Acoustical Features as Knee Health Biomarkers: A Critical Analysis
Christodoulos Kechris, Jerome Thevenot, Tomas Teijeiro, Vincent A., Stadelmann, Nicola A. Maffiuletti, David Atienza

TL;DR
This paper critically examines acoustical features as biomarkers for knee health, introducing a causal validation framework that reveals limitations in current machine learning approaches and provides guidance for future research.
Contribution
It presents a novel causal framework for validating acoustical knee biomarkers and demonstrates its application through real-world experiments, highlighting issues like shortcut learning and performance inflation.
Findings
Identified latent issues such as shortcut learning in acoustical knee diagnosis.
Reproduced key results independently, confirming previous findings.

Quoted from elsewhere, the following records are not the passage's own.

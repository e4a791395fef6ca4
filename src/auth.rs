//! Sign-in, refresh and sign-out flows.
//!
//! SYSTEM CONTEXT
//! ==============
//! Pages call these instead of touching the API client and the session
//! separately. Each flow talks to the backend first and only then moves the
//! session, so a failed round trip never changes who is signed in.
//!
//! ERROR HANDLING
//! ==============
//! Backend failures arrive as `AuthFlowError::Api`, token problems as
//! `AuthFlowError::Login`, and provider failures (including a dismissed
//! popup) as `AuthFlowError::Federated`.

#[cfg(test)]
#[path = "auth_test.rs"]
mod auth_test;

use crate::federated::{FederatedSignIn, FederatedSignInError, IdentityProvider};
use crate::net::types::AuthTokens;
use crate::net::{ApiClient, ApiError, Transport};
use crate::session::{AuthSession, LoginError};
use crate::token::Identity;

#[derive(Debug, Clone, PartialEq, Eq, thiserror::Error)]
pub enum AuthFlowError {
    #[error("backend request failed: {0}")]
    Api(#[from] ApiError),
    #[error("login failed: {0}")]
    Login(#[from] LoginError),
    #[error(transparent)]
    Federated(FederatedSignInError),
    #[error("no stored credentials to refresh")]
    NotSignedIn,
    /// The stored credentials changed while the call was in flight.
    #[error("session changed during the request")]
    Superseded,
}

/// Backend-aware auth flows over one session.
pub struct Authenticator<T> {
    api: ApiClient<T>,
    session: AuthSession,
}

impl<T: Transport> Authenticator<T> {
    pub fn new(api: ApiClient<T>, session: AuthSession) -> Self {
        Self { api, session }
    }

    pub fn session(&self) -> &AuthSession {
        &self.session
    }

    pub fn api(&self) -> &ApiClient<T> {
        &self.api
    }

    /// Email/password sign-in.
    ///
    /// # Errors
    ///
    /// Returns `AuthFlowError::Api` when the backend rejects the credentials
    /// and `AuthFlowError::Login` when the issued tokens cannot be stored.
    pub async fn login_with_password(&self, email: &str, password: &str) -> Result<Identity, AuthFlowError> {
        let tokens = self.api.password_login(email, password).await?;
        self.establish(&tokens)
    }

    /// Popup sign-in followed by a backend token exchange.
    ///
    /// The session is untouched unless the exchange succeeds.
    ///
    /// # Errors
    ///
    /// Returns `AuthFlowError::Federated` when the popup fails or is
    /// dismissed, otherwise as [`Self::login_with_password`].
    pub async fn login_with_provider<P: IdentityProvider>(
        &self,
        federated: &FederatedSignIn<P>,
    ) -> Result<Identity, AuthFlowError> {
        let credential = federated.sign_in().await.into_result().map_err(AuthFlowError::Federated)?;
        let tokens = self.api.exchange_social_token(credential.exchange_token()).await?;
        self.establish(&tokens)
    }

    /// Trade the stored refresh token for a new pair.
    ///
    /// A `401` means the refresh token is no longer accepted; the session is
    /// logged out before the error is returned. Other failures leave the
    /// session as it was. If the stored pair changed while the call was in
    /// flight (a login or logout elsewhere) the result is discarded.
    ///
    /// # Errors
    ///
    /// Returns `AuthFlowError::NotSignedIn` without stored credentials,
    /// `AuthFlowError::Superseded` when the session changed meanwhile,
    /// `AuthFlowError::Api` on backend failure, or `AuthFlowError::Login` if
    /// the new pair cannot be stored.
    pub async fn refresh(&self) -> Result<Identity, AuthFlowError> {
        let pair = self.session.credentials().ok_or(AuthFlowError::NotSignedIn)?;
        let outcome = self.api.refresh_tokens(&pair.refresh_token).await;
        if self.session.credentials().as_ref() != Some(&pair) {
            tracing::info!("session changed during refresh; result discarded");
            return Err(AuthFlowError::Superseded);
        }
        match outcome {
            Ok(tokens) => self.establish(&tokens),
            Err(e) => {
                if e.is_unauthorized() {
                    tracing::info!("refresh token rejected; logging out");
                    self.session.logout();
                }
                Err(e.into())
            }
        }
    }

    /// Notify the backend, then end the local session regardless of the
    /// backend's answer.
    pub async fn logout(&self) {
        if self.session.credentials().is_some() {
            if let Err(e) = self.api.server_logout().await {
                tracing::warn!(error = %e, "server logout failed; clearing local session anyway");
            }
        }
        self.session.logout();
    }

    fn establish(&self, tokens: &AuthTokens) -> Result<Identity, AuthFlowError> {
        let identity = self.session.login(&tokens.access_token, &tokens.refresh_token)?;
        tracing::info!(subject = %identity.subject, role = %identity.role, "signed in");
        Ok(identity)
    }
}
//! Session state machine for the signed-in user.
//!
//! SYSTEM CONTEXT
//! ==============
//! One `AuthSession` is created at application start and handed to every
//! consumer (API client, auth flows, UI context). It has two states,
//! `Anonymous` and `Authenticated(identity)`, and three transitions:
//! bootstrap, login and logout.
//!
//! ORDERING
//! ========
//! Every transition writes the credential store and then publishes the new
//! state inside one synchronous call. There is no suspension point between
//! the two, so no task can observe `Authenticated` over an empty store.
//!
//! A failed login never leaves the store holding a token the session could
//! not decode: the store is cleared and the session ends `Anonymous`.

#[cfg(test)]
#[path = "session_test.rs"]
mod session_test;

use std::sync::Arc;

use tokio::sync::watch;

use crate::credentials::{CredentialPair, CredentialStore};
use crate::token::{self, Identity, MalformedTokenError};

#[derive(Debug, Clone, PartialEq, Eq, Default)]
pub enum SessionState {
    #[default]
    Anonymous,
    Authenticated(Identity),
}

impl SessionState {
    pub fn identity(&self) -> Option<&Identity> {
        match self {
            Self::Anonymous => None,
            Self::Authenticated(identity) => Some(identity),
        }
    }

    pub fn is_authenticated(&self) -> bool {
        matches!(self, Self::Authenticated(_))
    }
}

/// Errors returned by an explicit login.
#[derive(Debug, Clone, PartialEq, Eq, thiserror::Error)]
pub enum LoginError {
    /// The access token could not be decoded.
    #[error(transparent)]
    MalformedToken(#[from] MalformedTokenError),
    /// The pair could not be persisted (empty refresh token or storage failure).
    #[error("credentials could not be persisted")]
    NotPersisted,
}

/// Shared handle to the application's session. Clones observe the same state.
#[derive(Clone)]
pub struct AuthSession {
    inner: Arc<Inner>,
}

struct Inner {
    store: CredentialStore,
    state: watch::Sender<SessionState>,
}

impl std::fmt::Debug for AuthSession {
    fn fmt(&self, f: &mut std::fmt::Formatter<'_>) -> std::fmt::Result {
        f.debug_struct("AuthSession").field("state", &*self.inner.state.borrow()).finish_non_exhaustive()
    }
}

impl AuthSession {
    /// Anonymous session over `store`, without reading it.
    pub fn new(store: CredentialStore) -> Self {
        let (state, _) = watch::channel(SessionState::Anonymous);
        Self { inner: Arc::new(Inner { store, state }) }
    }

    /// Session restored from whatever `store` holds.
    ///
    /// An undecodable stored token, or a half-present pair, is treated as a
    /// logout: the store is cleared and the session stays `Anonymous`.
    pub fn bootstrap(store: CredentialStore) -> Self {
        let session = Self::new(store);
        session.restore();
        session
    }

    fn restore(&self) {
        let Some(pair) = self.inner.store.read() else {
            if self.inner.store.has_entries() {
                tracing::warn!("partial credential pair in storage; clearing");
                self.logout();
            }
            return;
        };
        match token::decode(&pair.access_token) {
            Ok(identity) => {
                tracing::info!(subject = %identity.subject, role = %identity.role, "session restored");
                self.inner.state.send_replace(SessionState::Authenticated(identity));
            }
            Err(e) => {
                tracing::warn!(error = %e, "stored access token undecodable; logging out");
                self.logout();
            }
        }
    }

    /// Persist `access_token`/`refresh_token` and move to `Authenticated`.
    ///
    /// An empty refresh token is refused: the store only ever holds a pair
    /// with both entries non-empty, so `login(access, "")` ends `Anonymous`
    /// with `LoginError::NotPersisted`.
    ///
    /// # Errors
    ///
    /// Returns `LoginError::MalformedToken` if the access token cannot be
    /// decoded and `LoginError::NotPersisted` if the pair did not reach
    /// storage. Either way the store is cleared and the session is
    /// `Anonymous` afterwards.
    pub fn login(&self, access_token: &str, refresh_token: &str) -> Result<Identity, LoginError> {
        self.inner.store.save(access_token, refresh_token);

        let identity = match token::decode(access_token) {
            Ok(identity) => identity,
            Err(e) => {
                tracing::warn!(error = %e, "login rejected: access token undecodable");
                self.logout();
                return Err(e.into());
            }
        };
        if self.inner.store.read().is_none() {
            tracing::warn!("login rejected: credentials not persisted");
            self.logout();
            return Err(LoginError::NotPersisted);
        }

        tracing::info!(subject = %identity.subject, role = %identity.role, "session authenticated");
        self.inner.state.send_replace(SessionState::Authenticated(identity.clone()));
        Ok(identity)
    }

    /// Clear stored credentials and move to `Anonymous`. Idempotent.
    pub fn logout(&self) {
        let had_entries = self.inner.store.has_entries();
        self.inner.store.clear();
        let changed = self.inner.state.send_if_modified(|state| {
            if state.is_authenticated() {
                *state = SessionState::Anonymous;
                true
            } else {
                false
            }
        });
        if changed || had_entries {
            tracing::info!("session ended");
        }
    }

    pub fn state(&self) -> SessionState {
        self.inner.state.borrow().clone()
    }

    pub fn user(&self) -> Option<Identity> {
        self.inner.state.borrow().identity().cloned()
    }

    pub fn is_authenticated(&self) -> bool {
        self.inner.state.borrow().is_authenticated()
    }

    /// Stored credential pair, if any.
    pub fn credentials(&self) -> Option<CredentialPair> {
        self.inner.store.read()
    }

    pub fn store(&self) -> &CredentialStore {
        &self.inner.store
    }

    /// Receiver notified on every state change.
    pub fn subscribe(&self) -> watch::Receiver<SessionState> {
        self.inner.state.subscribe()
    }
}
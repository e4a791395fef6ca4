//! Client configuration with defaults and environment overrides.
//!
//! SYSTEM CONTEXT
//! ==============
//! The browser build uses `ClientConfig::default()` (or a value baked in by
//! the embedding app); native builds and tests read overrides from the
//! environment through `ClientConfig::from_env`.

#[cfg(test)]
#[path = "config_test.rs"]
mod tests;

pub const DEFAULT_API_BASE_URL: &str = "http://localhost:8080/api";
pub const DEFAULT_ACCESS_TOKEN_KEY: &str = "accessToken";
pub const DEFAULT_REFRESH_TOKEN_KEY: &str = "refreshToken";
pub const DEFAULT_REQUEST_TIMEOUT_SECS: u64 = 30;
pub const DEFAULT_CONNECT_TIMEOUT_SECS: u64 = 10;

/// Errors produced while building a [`ClientConfig`].
#[derive(Debug, thiserror::Error)]
pub enum ConfigError {
    /// A configuration value could not be parsed.
    #[error("config parse failed: {0}")]
    Parse(String),
}

/// What the API client does when the backend answers `401 Unauthorized`.
#[derive(Debug, Clone, Copy, PartialEq, Eq, Default)]
pub enum UnauthorizedPolicy {
    /// Surface `ApiError::Unauthorized` to the caller and leave the session alone.
    #[default]
    Detect,
    /// Surface the error and also run the session logout transition.
    Logout,
}

/// Storage keys for the persisted credential pair.
#[derive(Debug, Clone, PartialEq, Eq)]
pub struct StorageKeys {
    pub access_token: String,
    pub refresh_token: String,
}

impl Default for StorageKeys {
    fn default() -> Self {
        Self {
            access_token: DEFAULT_ACCESS_TOKEN_KEY.to_owned(),
            refresh_token: DEFAULT_REFRESH_TOKEN_KEY.to_owned(),
        }
    }
}

/// HTTP timeouts applied by the native transport.
#[derive(Debug, Clone, Copy, PartialEq, Eq)]
pub struct HttpTimeouts {
    pub request_secs: u64,
    pub connect_secs: u64,
}

impl Default for HttpTimeouts {
    fn default() -> Self {
        Self { request_secs: DEFAULT_REQUEST_TIMEOUT_SECS, connect_secs: DEFAULT_CONNECT_TIMEOUT_SECS }
    }
}

#[derive(Debug, Clone, PartialEq, Eq)]
pub struct ClientConfig {
    /// Backend base URL including the `/api` prefix, without a trailing slash.
    pub api_base_url: String,
    pub storage_keys: StorageKeys,
    pub timeouts: HttpTimeouts,
    pub unauthorized_policy: UnauthorizedPolicy,
}

impl Default for ClientConfig {
    fn default() -> Self {
        Self {
            api_base_url: DEFAULT_API_BASE_URL.to_owned(),
            storage_keys: StorageKeys::default(),
            timeouts: HttpTimeouts::default(),
            unauthorized_policy: UnauthorizedPolicy::default(),
        }
    }
}

impl ClientConfig {
    /// Build config from environment variables, falling back to defaults.
    ///
    /// Optional:
    /// - `BOOKSTORE_API_URL`: default `http://localhost:8080/api`
    /// - `BOOKSTORE_ACCESS_TOKEN_KEY`: default `accessToken`
    /// - `BOOKSTORE_REFRESH_TOKEN_KEY`: default `refreshToken`
    /// - `BOOKSTORE_REQUEST_TIMEOUT_SECS`: default 30
    /// - `BOOKSTORE_CONNECT_TIMEOUT_SECS`: default 10
    /// - `BOOKSTORE_UNAUTHORIZED_POLICY`: `detect` (default) or `logout`
    ///
    /// # Errors
    ///
    /// Returns `ConfigError::Parse` for an unknown unauthorized policy.
    pub fn from_env() -> Result<Self, ConfigError> {
        let api_base_url = normalize_base_url(
            &std::env::var("BOOKSTORE_API_URL").unwrap_or_else(|_| DEFAULT_API_BASE_URL.to_owned()),
        );
        let storage_keys = StorageKeys {
            access_token: std::env::var("BOOKSTORE_ACCESS_TOKEN_KEY")
                .unwrap_or_else(|_| DEFAULT_ACCESS_TOKEN_KEY.to_owned()),
            refresh_token: std::env::var("BOOKSTORE_REFRESH_TOKEN_KEY")
                .unwrap_or_else(|_| DEFAULT_REFRESH_TOKEN_KEY.to_owned()),
        };
        let timeouts = HttpTimeouts {
            request_secs: env_parse_u64("BOOKSTORE_REQUEST_TIMEOUT_SECS", DEFAULT_REQUEST_TIMEOUT_SECS),
            connect_secs: env_parse_u64("BOOKSTORE_CONNECT_TIMEOUT_SECS", DEFAULT_CONNECT_TIMEOUT_SECS),
        };
        let unauthorized_policy =
            parse_unauthorized_policy(std::env::var("BOOKSTORE_UNAUTHORIZED_POLICY").ok().as_deref())?;

        Ok(Self { api_base_url, storage_keys, timeouts, unauthorized_policy })
    }

    /// Same config pointed at a different backend base URL.
    #[must_use]
    pub fn with_api_base_url(mut self, url: &str) -> Self {
        self.api_base_url = normalize_base_url(url);
        self
    }
}

fn normalize_base_url(raw: &str) -> String {
    raw.trim().trim_end_matches('/').to_owned()
}

fn env_parse_u64(key: &str, default: u64) -> u64 {
    std::env::var(key)
        .ok()
        .and_then(|v| v.trim().parse::<u64>().ok())
        .unwrap_or(default)
}

fn parse_unauthorized_policy(raw: Option<&str>) -> Result<UnauthorizedPolicy, ConfigError> {
    match raw.map(str::trim).unwrap_or("detect") {
        "detect" => Ok(UnauthorizedPolicy::Detect),
        "logout" => Ok(UnauthorizedPolicy::Logout),
        other => Err(ConfigError::Parse(format!(
            "unknown BOOKSTORE_UNAUTHORIZED_POLICY '{other}' (expected 'detect' or 'logout')"
        ))),
    }
}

Provided actionable insights to improve future research in acoustical biomarker validation.
Abstract
Acoustical knee health assessment has long promised an alternative to clinically available medical imaging tools, but this modality has yet to be adopted in medical practice. The field is currently led by machine learning models processing acoustical features, which have presented promising diagnostic performances. However, these methods overlook the intricate multi-source nature of audio signals and the underlying mechanisms at play. By addressing this critical gap, the present paper introduces a novel causal framework for validating knee acoustical features. We argue that current machine learning methodologies for acoustical knee diagnosis lack the required assurances and thus cannot be used to classify acoustic features as biomarkers. Our framework establishes a set of essential theoretical guarantees necessary to validate this claim. We apply our methodology to three real-world…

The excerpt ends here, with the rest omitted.